Much, if not most of what we do, is driven unconsciously. When we better understand what these things are, through raising them into our awareness, we increase our choices. It’s that simple: more choice is the reward for looking.
In a previous post we stated: “The Talent is In The Choices.” With this in mind, it can be said, too much choice is a bad thing, however, just as limiting – if not more so – is lack of choice. When we just act instinctively, with no seeming choice in the matter, we’re restricted.
Think about what you do for a living. It will be, that at some point you made a conscious decision, in what you now do; of course there’s been a conscious decision.
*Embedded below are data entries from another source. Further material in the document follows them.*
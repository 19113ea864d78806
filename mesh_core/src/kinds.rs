//! Closed enumerations used as container keys and formulation tags
//!
//! This module defines the fixed key sets of the mesh model: the geometry
//! dimensionality of a set, the boundary-condition type, and the beam
//! formulation of an element. Each enumeration carries the section and
//! keyword names it maps to in the input file.

use std::collections::HashMap;

use once_cell::sync::Lazy;
use serde::{Deserialize, Serialize};

// ============================================================================
// Geometry Dimensionality
// ============================================================================

/// Dimensionality of a geometry set
///
/// # Example
/// ```
/// use mesh_core::kinds::Geometry;
///
/// assert_eq!(Geometry::Point.set_name(), "DNODE");
/// assert_eq!(Geometry::Surface.topology_section(), "DSURF-NODE TOPOLOGY");
/// ```
#[derive(Debug, Clone, Copy, PartialEq, Eq, Hash, Serialize, Deserialize)]
#[serde(rename_all = "snake_case")]
pub enum Geometry {
    Point,
    Line,
    Surface,
    Volume,
}

impl Geometry {
    /// All geometry kinds in declaration order
    pub const ALL: [Geometry; 4] = [
        Geometry::Point,
        Geometry::Line,
        Geometry::Surface,
        Geometry::Volume,
    ];

    /// Keyword binding a node to a set of this kind (`NODE 3 DNODE 1`)
    pub fn set_name(&self) -> &'static str {
        match self {
            Geometry::Point => "DNODE",
            Geometry::Line => "DLINE",
            Geometry::Surface => "DSURFACE",
            Geometry::Volume => "DVOLUME",
        }
    }

    /// Name of the topology section listing sets of this kind
    pub fn topology_section(&self) -> &'static str {
        match self {
            Geometry::Point => "DNODE-NODE TOPOLOGY",
            Geometry::Line => "DLINE-NODE TOPOLOGY",
            Geometry::Surface => "DSURF-NODE TOPOLOGY",
            Geometry::Volume => "DVOL-NODE TOPOLOGY",
        }
    }

    /// Counter keyword written at the top of a condition section
    pub fn counter(&self) -> &'static str {
        match self {
            Geometry::Point => "DPOINT",
            Geometry::Line => "DLINE",
            Geometry::Surface => "DSURF",
            Geometry::Volume => "DVOL",
        }
    }

    /// Keyword used in the design description block
    pub fn design_count(&self) -> &'static str {
        match self {
            Geometry::Point => "NDPOINT",
            Geometry::Line => "NDLINE",
            Geometry::Surface => "NDSURF",
            Geometry::Volume => "NDVOL",
        }
    }

    /// Word used inside condition section names
    fn condition_word(&self) -> &'static str {
        match self {
            Geometry::Point => "POINT",
            Geometry::Line => "LINE",
            Geometry::Surface => "SURF",
            Geometry::Volume => "VOL",
        }
    }

    /// Look up the geometry kind of a topology section name
    pub fn from_topology_section(name: &str) -> Option<Geometry> {
        Geometry::ALL
            .into_iter()
            .find(|geometry| geometry.topology_section() == name)
    }
}

impl std::fmt::Display for Geometry {
    fn fmt(&self, f: &mut std::fmt::Formatter<'_>) -> std::fmt::Result {
        let name = match self {
            Geometry::Point => "point",
            Geometry::Line => "line",
            Geometry::Surface => "surface",
            Geometry::Volume => "volume",
        };
        write!(f, "{}", name)
    }
}

// ============================================================================
// Boundary Condition Types
// ============================================================================

/// Type of a boundary condition
#[derive(Debug, Clone, Copy, PartialEq, Eq, Hash, Serialize, Deserialize)]
#[serde(rename_all = "snake_case")]
pub enum BoundaryConditionKind {
    /// Prescribed degrees of freedom
    Dirichlet,
    /// Prescribed loads
    Neumann,
}

impl BoundaryConditionKind {
    /// All boundary condition kinds in declaration order
    pub const ALL: [BoundaryConditionKind; 2] =
        [BoundaryConditionKind::Dirichlet, BoundaryConditionKind::Neumann];

    fn condition_word(&self) -> &'static str {
        match self {
            BoundaryConditionKind::Dirichlet => "DIRICH",
            BoundaryConditionKind::Neumann => "NEUMANN",
        }
    }

    /// Name of the section holding conditions of this kind on `geometry`
    ///
    /// # Example
    /// ```
    /// use mesh_core::kinds::{BoundaryConditionKind, Geometry};
    ///
    /// assert_eq!(
    ///     BoundaryConditionKind::Dirichlet.section_name(Geometry::Line),
    ///     "DESIGN LINE DIRICH CONDITIONS"
    /// );
    /// ```
    pub fn section_name(&self, geometry: Geometry) -> String {
        format!(
            "DESIGN {} {} CONDITIONS",
            geometry.condition_word(),
            self.condition_word()
        )
    }

    /// Look up the (kind, geometry) key of a condition section name
    pub fn from_section_name(name: &str) -> Option<(BoundaryConditionKind, Geometry)> {
        CONDITION_SECTIONS.get(name).copied()
    }
}

impl std::fmt::Display for BoundaryConditionKind {
    fn fmt(&self, f: &mut std::fmt::Formatter<'_>) -> std::fmt::Result {
        let name = match self {
            BoundaryConditionKind::Dirichlet => "dirichlet",
            BoundaryConditionKind::Neumann => "neumann",
        };
        write!(f, "{}", name)
    }
}

static CONDITION_SECTIONS: Lazy<HashMap<String, (BoundaryConditionKind, Geometry)>> =
    Lazy::new(|| {
        let mut sections = HashMap::new();
        for kind in BoundaryConditionKind::ALL {
            for geometry in Geometry::ALL {
                sections.insert(kind.section_name(geometry), (kind, geometry));
            }
        }
        sections
    });

// ============================================================================
// Beam Formulation
// ============================================================================

/// Beam element formulation
///
/// The formulation decides the degree-of-freedom layout of the element nodes,
/// which couplings have to respect.
#[derive(Debug, Clone, Copy, PartialEq, Eq, Hash, Serialize, Deserialize)]
#[serde(rename_all = "snake_case")]
pub enum BeamType {
    /// Shear-deformable (Simo-Reissner) beam, 9 nodal DOFs
    Reissner,
    /// Shear-free Kirchhoff-Love beam, 7 nodal DOFs
    Kirchhoff,
    /// Torsion-free Euler-Bernoulli beam
    EulerBernoulli,
}

impl BeamType {
    /// Element keyword of this formulation
    pub fn element_keyword(&self) -> &'static str {
        match self {
            BeamType::Reissner => "BEAM3R",
            BeamType::Kirchhoff => "BEAM3K",
            BeamType::EulerBernoulli => "BEAM3EB",
        }
    }

    /// Recognise the formulation from an element keyword
    ///
    /// ```
    /// use mesh_core::kinds::BeamType;
    ///
    /// assert_eq!(BeamType::from_element_name("BEAM3R HERM2LINE3"), Some(BeamType::Reissner));
    /// assert_eq!(BeamType::from_element_name("SOLIDH8 HEX8"), None);
    /// ```
    pub fn from_element_name(name: &str) -> Option<BeamType> {
        let keyword = name.split_whitespace().next()?;
        [BeamType::Reissner, BeamType::Kirchhoff, BeamType::EulerBernoulli]
            .into_iter()
            .find(|beam_type| beam_type.element_keyword() == keyword)
    }
}

impl std::fmt::Display for BeamType {
    fn fmt(&self, f: &mut std::fmt::Formatter<'_>) -> std::fmt::Result {
        let name = match self {
            BeamType::Reissner => "reissner",
            BeamType::Kirchhoff => "kirchhoff",
            BeamType::EulerBernoulli => "euler_bernoulli",
        };
        write!(f, "{}", name)
    }
}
However, what we don’t consider, is the unconscious driving behind it.
What we don’t consider, is the unconscious driving, may have been a negative one. Stay with this, it will become clearer.
When we increase are awareness, and find both the unconscious and conscious drivings, we increase choice. The ability to choose between a job – we’ve taken through an unconscious, negative force – or a life enhancing one we’ve taken through being fully aware – would be a beneficial ability, would it not?
If you follow this blog, you’ll potentially be aware of the personal journey held within. In a recent post I spoke of my activities on weekday mornings. As a result of writing my thoughts down, I’ve now become aware of the negative drivings for this activity. The result is an increase in choice. I now understand the deeper purpose to my activities. Much of the deeper purpose was an unconscious method of communication. Let me explain further.
Obviously, I despise being abused by members of the general public, who doesn’t. If you work, or have ever worked withing the service industry, (we ALL do on some level) you’ll be aware of this fact: some people delude themselves into thinking they’re better than you, and also think it’s acceptable, to abuse you.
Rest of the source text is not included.